The more things change the more they remain the same in the Zimbabwean context in as far as it pertains to the media law and policy reforms.

Zimbabwe has taken too long to arrive at the point of reviewing undemocratic laws for the people to settle for less.

Hence there is a need for the process to be guided by the regional and international best practices.

The government needs to ensure that the process is carried out wholeheartedly, with the view of further developing the industry, its players and the society at large.

It should ensure that all the stakeholders are engaged in this process in a holistic manner and that the views of these varying stakeholders be considered fairly.

Furthermore, the final products should meet the constitutional and regional standards litmus test.

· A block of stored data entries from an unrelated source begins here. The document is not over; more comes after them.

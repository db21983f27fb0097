//! Tuff: headless Minecraft client for 1.7.10 - 1.12.2 servers.
//!
//! Probes the server for its protocol version, logs in offline and logs
//! what the server sends until it disconnects or Ctrl-C is pressed.

use tracing::{info, warn};
use tuff_client::status;
use tuff_client::{ClientConfig, Connection};
use tuff_mc::packets::ClientboundPacket;
use tuff_mc::{Dispatcher, PacketKind, ProtocolVersion};

/// Handlers that log the interesting parts of the session.
fn dispatcher() -> Dispatcher {
    let mut dispatcher = Dispatcher::new();
    dispatcher
        .on(PacketKind::JoinGame, |packet| {
            if let ClientboundPacket::JoinGame(join) = packet {
                info!(
                    entity_id = join.entity_id,
                    game_mode = join.game_mode,
                    dimension = join.dimension,
                    level_type = %join.level_type,
                    "Joined game"
                );
            }
            Ok(())
        })
        .on(PacketKind::ChatMessage, |packet| {
            if let ClientboundPacket::ChatMessage(chat) = packet {
                info!(position = ?chat.position, "Chat: {}", chat.json);
            }
            Ok(())
        })
        .on(PacketKind::ChunkData, |packet| {
            if let ClientboundPacket::ChunkData(data) = packet {
                let location = data.column.location;
                info!(
                    x = location.x,
                    z = location.z,
                    sections = data.column.chunk.section_count(),
                    full = data.full,
                    "Chunk"
                );
            }
            Ok(())
        })
        .on(PacketKind::ChunkBulk, |packet| {
            if let ClientboundPacket::ChunkBulk(bulk) = packet {
                let sections: usize = bulk.columns.iter().map(|c| c.chunk.section_count()).sum();
                info!(columns = bulk.columns.len(), sections, "Chunk bulk");
            }
            Ok(())
        })
        .on(PacketKind::EncryptionRequest, |_| {
            Err("server is in online mode; only offline-mode servers are supported".into())
        });
    dispatcher
}

#[tokio::main]
async fn main() -> Result<(), Box<dyn std::error::Error + Send + Sync>> {
    tracing_subscriber::fmt()
        .with_env_filter(tracing_subscriber::EnvFilter::from_default_env())
        .with_target(false)
        .init();

    let config = ClientConfig::from_env()?;

    let version = match config.protocol {
        Some(version) if !config.status_only => version,
        _ => {
            let probe = status::probe(&config).await?;
            info!(
                addr = %config.addr,
                version = %probe.status.version.name,
                protocol = probe.status.version.protocol,
                latency = ?probe.latency,
                motd = %probe.status.description_text(),
                "Server status"
            );
            if config.status_only {
                return Ok(());
            }
            probe.status.protocol_version()
        }
    };

    if ProtocolVersion::from_raw(version.as_raw()).is_none() {
        warn!(%version, "No exact packet table; using the nearest older release");
    }

    let connection = Connection::connect(&config, version, dispatcher()).await?;
    let handle = connection.handle();
    tokio::spawn(async move {
        if tokio::signal::ctrl_c().await.is_ok() {
            handle.disconnect();
        }
    });

    let cause = connection.closed().await;
    info!(%cause, "Session ended");
    Ok(())
}
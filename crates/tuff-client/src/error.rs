//! Client error types.

use std::io;

use thiserror::Error;
use tuff_mc::ProtocolError;

/// Errors from connecting, probing or sending.
#[derive(Debug, Error)]
pub enum ClientError {
    /// A protocol-level error from the engine.
    #[error(transparent)]
    Protocol(#[from] ProtocolError),

    /// The TCP connection could not be established.
    #[error("Failed to connect to {addr}: {source}")]
    Connect {
        /// Address that was dialled.
        addr: String,
        /// Underlying error.
        #[source]
        source: io::Error,
    },

    /// A configuration value is out of range.
    #[error("Invalid configuration: {0}")]
    InvalidConfig(String),

    /// The address is not `host:port`.
    #[error("Invalid server address '{0}' (expected host:port)")]
    InvalidAddress(String),

    /// The server answered the status probe with something unusable.
    #[error("Invalid status response: {0}")]
    Status(String),

    /// The status JSON did not parse.
    #[error("Status JSON: {0}")]
    Json(#[from] serde_json::Error),

    /// A chat message was rejected before sending.
    #[error("Invalid chat message: {0}")]
    InvalidChat(String),

    /// The operation did not finish in time.
    #[error("Timed out")]
    Timeout,
}

/// Result type alias using [`ClientError`].
pub type Result<T> = std::result::Result<T, ClientError>;
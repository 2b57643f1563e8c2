use std::collections::{BTreeMap, BTreeSet};

use serde::Serialize;
use tracing::{debug, trace};

use super::dataflow::backward_fixpoint;
use super::eval::Evaluator;
use super::features::Classification;
use super::kernel::Kernel;
use super::mpoly::Mpoly;
use super::vars::VariableRegistry;
use super::AnalysisWarning;
use crate::config::AnalysisConfig;
use crate::ir::loops::LoopNest;
use crate::ir::Function;

// --- Pipeline stages ---

/// How far a kernel has progressed through the analysis. Stages only move
/// forward.
#[derive(Clone, Copy, Debug, PartialEq, Eq, PartialOrd, Ord, Serialize)]
#[serde(rename_all = "snake_case")]
pub enum Stage {
    NotStarted,
    PerBlockCostsComputed,
    MultipliersApplied,
    DataflowConverged,
}

// --- Cost relation analyzer ---

/// Computes the cost relations of single kernels.
///
/// The analyzer holds no per-kernel state, so one instance can be shared by
/// every worker analysing the kernels of a module.
pub struct CostRelationAnalyzer<'a> {
    config: &'a AnalysisConfig,
}

impl<'a> CostRelationAnalyzer<'a> {
    pub fn new(config: &'a AnalysisConfig) -> Self {
        Self { config }
    }

    pub fn config(&self) -> &AnalysisConfig {
        self.config
    }

    /// Run the whole pipeline on one kernel. `function_index` is the
    /// position of `func` in its module.
    pub fn analyze_kernel(&self, func: &Function, function_index: usize) -> Kernel {
        let variables = VariableRegistry::discover(func);
        debug!(
            kernel = %func.name,
            variables = ?variables.names(),
            "discovered runtime variables"
        );
        let mut kernel = Kernel::new(&func.name, function_index, self.config.vocabulary, variables);
        kernel.instruction_count = func.instruction_count();

        let nest = LoopNest::analyze(func);
        debug!(kernel = %func.name, loops = nest.len(), "loop nest");

        self.accumulate(func, &mut kernel);
        kernel.stage = Stage::PerBlockCostsComputed;

        self.resolve_multipliers(func, &nest, &mut kernel);
        self.propagate_multipliers(func, &nest, &mut kernel);
        kernel.stage = Stage::MultipliersApplied;

        self.solve(func, &mut kernel);
        kernel.stage = Stage::DataflowConverged;
        kernel
    }

    fn zero(&self, kernel: &Kernel) -> Mpoly {
        Mpoly::with_max_degree(kernel.variables.len(), self.config.max_degree)
    }

    /// Count the instructions of every block into the vocabulary features.
    fn accumulate(&self, func: &Function, kernel: &mut Kernel) {
        let vocabulary = self.config.vocabulary;
        let zero = self.zero(kernel);
        kernel.block_features = func
            .blocks
            .iter()
            .map(|_| {
                vocabulary
                    .feature_names()
                    .iter()
                    .map(|&f| (f, zero.clone()))
                    .collect()
            })
            .collect();

        for (b, block) in func.blocks.iter().enumerate() {
            for inst in &block.insts {
                match vocabulary.classify(inst) {
                    Classification::Feature(name) => {
                        if let Some(p) = kernel.block_features[b].get_mut(name) {
                            p.add_scalar(1);
                        }
                    }
                    Classification::Ignored => {}
                    Classification::UnrecognizedCall(callee) => {
                        kernel.warn(AnalysisWarning::UnrecognizedCall {
                            kernel: func.name.clone(),
                            callee,
                        });
                    }
                }
            }
        }
    }

    /// One multiplier per loop, outer loops first.
    fn resolve_multipliers(&self, func: &Function, nest: &LoopNest, kernel: &mut Kernel) {
        let mut multipliers = BTreeMap::new();
        let mut warnings = Vec::new();
        {
            let mut ev = Evaluator::new(func, &kernel.variables, self.config);
            for lp in nest.iter() {
                if lp.depth > self.config.max_loop_depth {
                    let w = AnalysisWarning::ExcessiveLoopDepth {
                        kernel: func.name.clone(),
                        header: func.block(lp.header).name.clone(),
                        depth: lp.depth,
                    };
                    w.emit();
                    warnings.push(w);
                }
                let multiplier = match lp.trip.constant {
                    Some(c) => ev.constant(i64::try_from(c).unwrap_or(i64::MAX)),
                    None => ev.evaluate_bound(lp, &lp.trip.expr),
                };
                trace!(
                    kernel = %func.name,
                    header = %func.block(lp.header).name,
                    multiplier = %multiplier.render(&kernel.variables.names()),
                    "loop multiplier"
                );
                warnings.extend(ev.take_warnings());
                multipliers.insert(lp.id, multiplier);
            }
        }
        kernel.loop_multipliers = multipliers;
        kernel.warnings.extend(warnings);
    }

    /// Scale every block by the multiplier of every loop containing it.
    fn propagate_multipliers(&self, func: &Function, nest: &LoopNest, kernel: &mut Kernel) {
        let mut overflowed = BTreeSet::new();
        for lp in nest.iter() {
            let Some(multiplier) = kernel.loop_multipliers.get(&lp.id) else {
                continue;
            };
            for block in &lp.blocks {
                for (&feature, cost) in kernel.block_features[block.0].iter_mut() {
                    if cost.multiply(multiplier).take_overflow() {
                        overflowed.insert((lp.id, feature));
                    }
                }
            }
        }
        for (id, feature) in overflowed {
            let w = AnalysisWarning::CoefficientOverflow {
                kernel: func.name.clone(),
                header: func.block(nest.get(id).header).name.clone(),
                feature: feature.to_string(),
            };
            kernel.warn(w);
        }

        for &feature in self.config.vocabulary.feature_names() {
            let degree = kernel
                .block_features
                .iter()
                .filter_map(|costs| costs.get(feature))
                .filter(|p| p.exceeds_degree_bound())
                .map(Mpoly::total_degree)
                .max();
            if let Some(degree) = degree {
                let name = kernel.name.clone();
                kernel.warn(AnalysisWarning::DegreeOverflow {
                    kernel: name,
                    feature: feature.to_string(),
                    degree,
                    max: self.config.max_degree,
                });
            }
        }
    }

    /// Propagate the scaled block costs of every feature to the entry.
    fn solve(&self, func: &Function, kernel: &mut Kernel) {
        let zero = self.zero(kernel);
        for &feature in self.config.vocabulary.feature_names() {
            let local: Vec<Mpoly> = kernel
                .block_features
                .iter()
                .map(|costs| costs.get(feature).cloned().unwrap_or_else(|| zero.clone()))
                .collect();
            let result = backward_fixpoint(func, &local, self.config.max_dataflow_sweeps);
            if !result.converged {
                kernel.warn(AnalysisWarning::DataflowSweepLimit {
                    kernel: func.name.clone(),
                    feature: feature.to_string(),
                    sweeps: result.sweeps,
                });
            }
            kernel.features.insert(feature, result.value);
        }
    }
}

Having noted the foregoing, Misa Zimbabwe has been engaged in the reform process of the media laws, which started in the Mugabe era through the Ministry of Justice’s alignment process of the laws to the new constitution.

This is under the auspices of the Inter-Ministerial Taskforce chaired by the attorney general of Zimbabwe.

The process started on a slow note during the Mugabe era with the then permanent secretary in the Information ministry George Charamba blowing hot and cold!

Through Misa submissions, the organisation became a technical partner as a stakeholder leading to meetings that were convened in April and June 2017, where the then permanent secretary did not pitch up arguing that the ministry did not have a lawyer so they were never sure what the taskforce required of them.

He would, later on, despise the process in the press, singing praises the archaic Access to Information and Protection of Privacy Act (AIPPA).

There were changes in the media ministry in the aftermath of the 2018 elections both at political and secretariat levels.

This saw the ministry playing ball for the first time.
By December, 2018, the ministry held a consultative meeting at Pandari between December 7 and 8, where the Media Alliance stakeholders were officially shown the drafts in the form of the Zimbabwe Media Commission (ZMC) Bill, Freedom of Information Bill and proposed principles for the Data Protection and Broadcasting Services Act (BSA) Bills.

These engagements were the first instance in which media stakeholders and the new administration differed on a matter of principle.

The new permanent secretary Nick Mangwana had announced the government’s intention to license 10 community radios owned and financed by the state, something that is not in sync with democratic practices.

The two Bills with the full text were highly controversial (BSA and ZMC) leading to Misa and the Zimbabwe Association of Community Radio Stations (Zacras) issuing statements expressing disappointment at the way the process was being handled.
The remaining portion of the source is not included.